In the mid-latitudes, this “green flash” lasts only for an instant, and is rare enough that it has become somewhat mythologized. Jules Verne once described it as “…a green which no artist could ever obtain on his palette, a green of which neither the varied tints of vegetation nor the shades of the most limpid sea could ever produce the like! If there is a green in Paradise, it cannot be but of this shade, which most surely is the true green of Hope.” A little over the top, perhaps, but you get the idea. At the South Pole, instead of a 1/2 second green flash, they have about 5 hours to view the dancing green and even blue edges on top of the sun.
Warmth – and Aircraft – Return
Surface air temperatures as cold as -75C (-100 F) are typical into September and the coldest temperatures of the year are often recorded just prior to the sun’s return. The welcome sunlight will warm the polar air at South Pole and when the surface temperature reaches -50C (-58F) the ski-equipped Hercules LC-130 aircraft can begin summer re-supply flights from McMurdo station (on the Antarctic coast).
The Height of Summer
ALE’s South Pole Flights take you to the Pole at the height of summer (November – January) when the sun circles the sky and temperatures reach a balmy -17.5°F (-27.5°C). On December 21, the sun will reach it’s zenith of 23.5 degrees above the horizon. While you won’t see a sunrise, you may be treated to other atmospheric phenomena, such as sundogs (parhelia) or halos, caused by the refraction of light passing through ice crystals. Nothing quite prepares you for the South Pole – even at the height of Summer.

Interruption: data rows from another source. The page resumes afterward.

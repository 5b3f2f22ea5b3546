//! Entry forms: raw field text in, validated entity records out.
//!
//! Each `submit` only checks presence. On success the record is appended to
//! the store and the form's text fields are cleared the same way the entry
//! screens always have; on failure nothing changes.

use shared::domain::{ClassId, Room, RoomId, SchoolClass, Teacher, TeacherId};

use crate::{
    error::{ConsoleError, FormKind},
    store::EntityStore,
};

#[derive(Debug, Clone, Default, PartialEq, Eq)]
pub struct TeacherForm {
    pub name: String,
    /// Comma separated subjects.
    pub subjects: String,
}

#[derive(Debug, Clone, PartialEq, Eq)]
pub struct RoomForm {
    pub name: String,
    pub capacity: String,
}

impl Default for RoomForm {
    fn default() -> Self {
        Self {
            name: String::new(),
            capacity: "30".into(),
        }
    }
}

#[derive(Debug, Clone, PartialEq, Eq)]
pub struct ClassForm {
    pub name: String,
    pub subject: String,
    pub sessions: String,
    /// Selected teacher id; empty selects any qualified teacher.
    pub teacher: String,
}

impl Default for ClassForm {
    fn default() -> Self {
        Self {
            name: String::new(),
            subject: String::new(),
            sessions: "3".into(),
            teacher: String::new(),
        }
    }
}

#[derive(Debug, Clone, Default, PartialEq, Eq)]
pub struct Forms {
    pub teacher: TeacherForm,
    pub room: RoomForm,
    pub class: ClassForm,
}

impl TeacherForm {
    pub fn submit(&mut self, store: &mut EntityStore) -> Result<TeacherId, ConsoleError> {
        if self.name.is_empty() || self.subjects.is_empty() {
            return Err(ConsoleError::MissingFields(FormKind::Teacher));
        }

        let teacher = Teacher {
            id: TeacherId::generate(),
            name: self.name.clone(),
            qualifications: split_subjects(&self.subjects),
        };
        let id = teacher.id.clone();
        store.push_teacher(teacher);

        self.name.clear();
        self.subjects.clear();
        Ok(id)
    }
}

impl RoomForm {
    pub fn submit(&mut self, store: &mut EntityStore) -> Result<RoomId, ConsoleError> {
        if self.name.is_empty() {
            return Err(ConsoleError::MissingFields(FormKind::Room));
        }

        let room = Room {
            id: RoomId::generate(),
            name: self.name.clone(),
            capacity: parse_leading_int(&self.capacity),
        };
        let id = room.id.clone();
        store.push_room(room);

        self.name.clear();
        Ok(id)
    }
}

impl ClassForm {
    pub fn submit(&mut self, store: &mut EntityStore) -> Result<ClassId, ConsoleError> {
        if self.name.is_empty() || self.subject.is_empty() {
            return Err(ConsoleError::MissingFields(FormKind::Class));
        }

        let teacher_id = if self.teacher.is_empty() {
            None
        } else {
            let id = TeacherId::new(self.teacher.clone());
            if store.teacher(&id).is_none() {
                return Err(ConsoleError::UnknownTeacher(self.teacher.clone()));
            }
            Some(id)
        };

        let class = SchoolClass {
            id: ClassId::generate(),
            name: self.name.clone(),
            subject: self.subject.clone(),
            required_sessions: parse_leading_int(&self.sessions),
            teacher_id,
        };
        let id = class.id.clone();
        store.push_class(class);

        self.name.clear();
        self.subject.clear();
        Ok(id)
    }
}

/// Splits on commas and trims each part. Empty parts are kept.
pub fn split_subjects(raw: &str) -> Vec<String> {
    raw.split(',').map(|s| s.trim().to_string()).collect()
}

/// Reads an optionally signed run of leading digits after any whitespace,
/// ignoring whatever follows. A `0x`/`0X` prefix switches to hexadecimal.
/// `None` when there are no digits or the value does not fit in an `i64`.
pub fn parse_leading_int(raw: &str) -> Option<i64> {
    let trimmed = raw.trim_start();
    let (negative, rest) = match trimmed.as_bytes().first() {
        Some(b'-') => (true, &trimmed[1..]),
        Some(b'+') => (false, &trimmed[1..]),
        _ => (false, trimmed),
    };
    let (radix, rest) = match rest.get(..2) {
        Some("0x" | "0X") => (16, &rest[2..]),
        _ => (10, rest),
    };
    let digits_end = rest
        .find(|c: char| !c.is_digit(radix))
        .unwrap_or(rest.len());
    let value = i64::from_str_radix(&rest[..digits_end], radix).ok()?;
    Some(if negative { -value } else { value })
}

#[cfg(test)]
#[path = "tests/forms_tests.rs"]
mod tests;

More about South Pole Sunrise/Sunset
Keith’s Blog: Sunrise http://australyear.blogspot.ca/2008/09/sunrise.html
ArcticAntarctic Blog: http://antarcticarctic.wordpress.com/2013/03/21/sunset-at-the-south-pole/
Photos of the South Pole approaching sunrise: http://antarcticarctic.wordpress.com/
South Pole webcam (live): www.esrl.noaa.gov/gmd/obop/spo/livecamera.html
*Note
By convention, the equinoxes are named for the seasons in the northern hemisphere. The autumnal equinox takes place on September 21-22; the exact calendar date of the equinoxes varies from year to year.